While PFGE is currently the "gold standard" of typing and has been shown to differentiate between strains of the same PT, it requires highly trained staff and extensive standardization to generate accurate results that can be compared between laboratories (2, 30, 35, 39). Figure 2 demonstrates that the tolerance levels required to compare PFGE patterns across multiple gels create clusters of identical strains that may appear slightly different to the naked eye. Moreover, temporally and geographically unrelated strains are occasionally given the same typing designation by PFGE (36). This phenomenon was evident in our data where strains TS-97 and F5 were indistinguishable by PFGE despite being isolated over 6 years apart, whereas CGF typing identified five loci where these two strains differed.
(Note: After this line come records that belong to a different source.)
//! Error types for printcost

use thiserror::Error;

/// Configuration-related errors
#[derive(Debug, Error)]
pub enum ConfigError {
    #[error("Configuration not found")]
    NotFound,

    #[error("Failed to parse configuration: {0}")]
    ParseError(String),

    #[allow(dead_code)]
    #[error("Failed to save configuration: {0}")]
    SaveError(String),
}

#[derive(Debug, Error)]
pub enum Error {
    #[error("IO error: {0}")]
    Io(#[from] std::io::Error),

    #[error("JSON error: {0}")]
    Json(#[from] serde_json::Error),

    #[error("Configuration error: {0}")]
    Config(#[from] ConfigError),

    #[error("Material preset error: {0}")]
    PresetLoader(String),

    #[error("Mesh error: {0}")]
    Mesh(String),

    #[error("File not found: {0}")]
    FileNotFound(String),

    #[error("Invalid model file: {0}")]
    InvalidModelFile(String),

    #[error("Quote failed: {0}")]
    QuoteFailed(String),

    #[error("CSV export error: {0}")]
    Export(String),

    #[error("Unknown material: {0}")]
    UnknownMaterial(String),
}

pub type Result<T> = std::result::Result<T, Error>;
Conversely, three lineage II strains isolated from the province of Alberta over 4 years (AA619-2, 12491, and AA995-2) were shown to be genetically similar and clustered together with CGF, while PFGE typing did not group the strains and placed the lineage II strains AA995-2 and 12491 among those of lineage I. This suggests that while PFGE is more appropriate for identifying the source of an outbreak, phage typing appears to give more taxonomically relevant data. CGF combines the benefits of both, being able to group strains into taxonomically meaningful subtypes as well as discriminating between and within the groupings. As has been shown, PFGE type X01.0002 in this study was found to contain unrelated strains of various PTs, making it unsuitable for higher-level discrimination among E. coli O157:H7 strains. Additionally, when the strains from this study were clustered by PFGE pattern, although no PFGE type was observed in more than one lineage, the lineage designations were no longer specific to a grouping of strains. The low specificity of PFGE has led to the recommendation that PCR-based methods be used over PFGE in typing studies (8, 44).
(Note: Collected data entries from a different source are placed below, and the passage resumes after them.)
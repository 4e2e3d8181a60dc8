//! STL (stereolithography) triangle-soup loading
//!
//! Supports both ASCII and binary STL. The loader returns a flat list of
//! triangles — no indexing, deduplication, or connectivity, since volume
//! integration only needs the soup.
//!
//! Format detection: ASCII files start with "solid" (after optional
//! whitespace); binary files have an 80-byte header followed by a little-
//! endian face count. Some binary exporters also put "solid" in the header,
//! so a NUL byte anywhere in the header region forces binary.

use std::fs;
use std::path::Path;

use crate::error::{MeshError, MeshResult};
use crate::volume::Triangle;

/// STL binary header size in bytes
const HEADER_SIZE: usize = 80;

/// Size of one triangle record in binary STL (normal + 3 vertices + attribute)
const TRIANGLE_SIZE: usize = 50;

/// Load a triangle soup from an STL file, auto-detecting the format
pub fn load_stl(path: &Path) -> MeshResult<Vec<Triangle>> {
    let bytes = fs::read(path).map_err(|e| {
        if e.kind() == std::io::ErrorKind::NotFound {
            MeshError::FileNotFound {
                path: path.to_path_buf(),
            }
        } else {
            MeshError::Io(e)
        }
    })?;

    parse_stl_bytes(&bytes)
}

/// Parse STL content already in memory
pub fn parse_stl_bytes(bytes: &[u8]) -> MeshResult<Vec<Triangle>> {
    if bytes.len() < 6 {
        return Err(MeshError::invalid_content("file too small to be valid STL"));
    }

    if looks_ascii(bytes) {
        let text = std::str::from_utf8(bytes)
            .map_err(|_| MeshError::invalid_content("ASCII STL is not valid UTF-8"))?;
        parse_ascii(text)
    } else {
        parse_binary(bytes)
    }
}

/// ASCII starts with "solid" and has a NUL-free header region
fn looks_ascii(bytes: &[u8]) -> bool {
    let probe_len = bytes.len().min(HEADER_SIZE);
    let probe = String::from_utf8_lossy(&bytes[..probe_len]);
    probe.trim_start().starts_with("solid") && !bytes[..probe_len].contains(&0)
}

fn parse_binary(bytes: &[u8]) -> MeshResult<Vec<Triangle>> {
    if bytes.len() < HEADER_SIZE + 4 {
        return Err(MeshError::invalid_content(
            "binary STL shorter than header and face count",
        ));
    }

    let count_bytes = [
        bytes[HEADER_SIZE],
        bytes[HEADER_SIZE + 1],
        bytes[HEADER_SIZE + 2],
        bytes[HEADER_SIZE + 3],
    ];
    let face_count = u32::from_le_bytes(count_bytes) as usize;

    let body = &bytes[HEADER_SIZE + 4..];
    let available = body.len() / TRIANGLE_SIZE;
    if available < face_count {
        return Err(MeshError::Truncated {
            expected: face_count,
            got: available,
        });
    }

    let mut triangles = Vec::with_capacity(face_count);
    for i in 0..face_count {
        let record = &body[i * TRIANGLE_SIZE..(i + 1) * TRIANGLE_SIZE];
        // Skip the 12-byte normal; vertices follow as 9 little-endian f32s
        let mut coords = [0.0f64; 9];
        for (j, coord) in coords.iter_mut().enumerate() {
            let offset = 12 + j * 4;
            let raw = [
                record[offset],
                record[offset + 1],
                record[offset + 2],
                record[offset + 3],
            ];
            *coord = f32::from_le_bytes(raw) as f64;
        }
        triangles.push(Triangle::from_coords(
            [coords[0], coords[1], coords[2]],
            [coords[3], coords[4], coords[5]],
            [coords[6], coords[7], coords[8]],
        ));
    }

    Ok(triangles)
}

fn parse_ascii(text: &str) -> MeshResult<Vec<Triangle>> {
    let mut vertices: Vec<[f64; 3]> = Vec::new();

    for (line_no, line) in text.lines().enumerate() {
        let mut tokens = line.split_whitespace();
        if tokens.next() != Some("vertex") {
            continue;
        }

        let mut coords = [0.0f64; 3];
        for coord in coords.iter_mut() {
            let token = tokens.next().ok_or_else(|| {
                MeshError::invalid_content(format!("vertex on line {} is incomplete", line_no + 1))
            })?;
            *coord = token.parse::<f64>().map_err(|_| {
                MeshError::invalid_content(format!(
                    "bad vertex coordinate '{}' on line {}",
                    token,
                    line_no + 1
                ))
            })?;
        }
        vertices.push(coords);
    }

    if vertices.len() % 3 != 0 {
        return Err(MeshError::invalid_content(format!(
            "vertex count {} is not a multiple of 3",
            vertices.len()
        )));
    }

    Ok(vertices
        .chunks_exact(3)
        .map(|v| Triangle::from_coords(v[0], v[1], v[2]))
        .collect())
}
As has been shown, every CGF profile was specific to a PT; excluding the PT87 herd strains there were four instances where CGF was incapable of discriminating between two strains. The question of whether seemingly unrelated strains, such as F30 and AA1002-1, both of CGF23 and isolated nearly 7 years apart, are actually similar or if CGF simply lacks the resolution to properly discern them was tested. Microarray data from the work of Zhang et al. (55) were examined where the strains 71074 and 09601Fe046.1, both of CGF52, had been previously analyzed. It was found that the genomic content of strains 71074 and 09601Fe046.1 differed from each other by 0.96% when clusters of two or more open reading frames were examined; the next most closely related strain, Zap0046, differed from 71074 and 09601Fe046.1 by 1.14% and 1.53%, respectively (data not shown). The CGF52 strains 71074 and 09601Fe046.1 were thus found to be extremely similar by microarray analysis and grouped together when the microarray data were hierarchically clustered among 31 E. coli O157:H7 strains of various PTs and lineage. Therefore, although the epidemiological data may not show an obvious linkage between strains of the same CGF type, the genomes of the strains examined showed that they were clearly related. The resolution of CGF is therefore such that confidence can be taken in the relatedness of strains grouped together, even in the absence of epidemiological data, a task for which PFGE proved unsuitable in the analysis of our strain collection.
CGF offers high reproducibility among replicates, as the analysis involves only the presence or absence of single bands, with no judgment of band size or pattern. Such ease of data acquisition allows immediate and accurate interlaboratory reproducibility and exchange. CGF does not require expensive sequencing equipment or analysis software, such as is required for MLST, MLVA, or PFGE, which lends itself to immediate implementation by any PCR-capable laboratory; the loci may also be easily transferable to higher-throughput platforms, such as single-tube suspension microarrays.
Further, the 23-locus fingerprint offers a glimpse of the genetic structure of the E. coli O157:H7 isolate being typed, not just anonymous bands generated from enzyme recognition sites, the sequences of a few loci, or the number of repeats of a small segment of DNA. Because the presence of specific genomic islands has been linked to increased virulence of strains of several bacterial species (17, 23), and as every locus in the fingerprint targets a region of a given genomic island, it is possible that a strain could be identified as "more" or "less" pathogenic to humans based on its CGF subtype.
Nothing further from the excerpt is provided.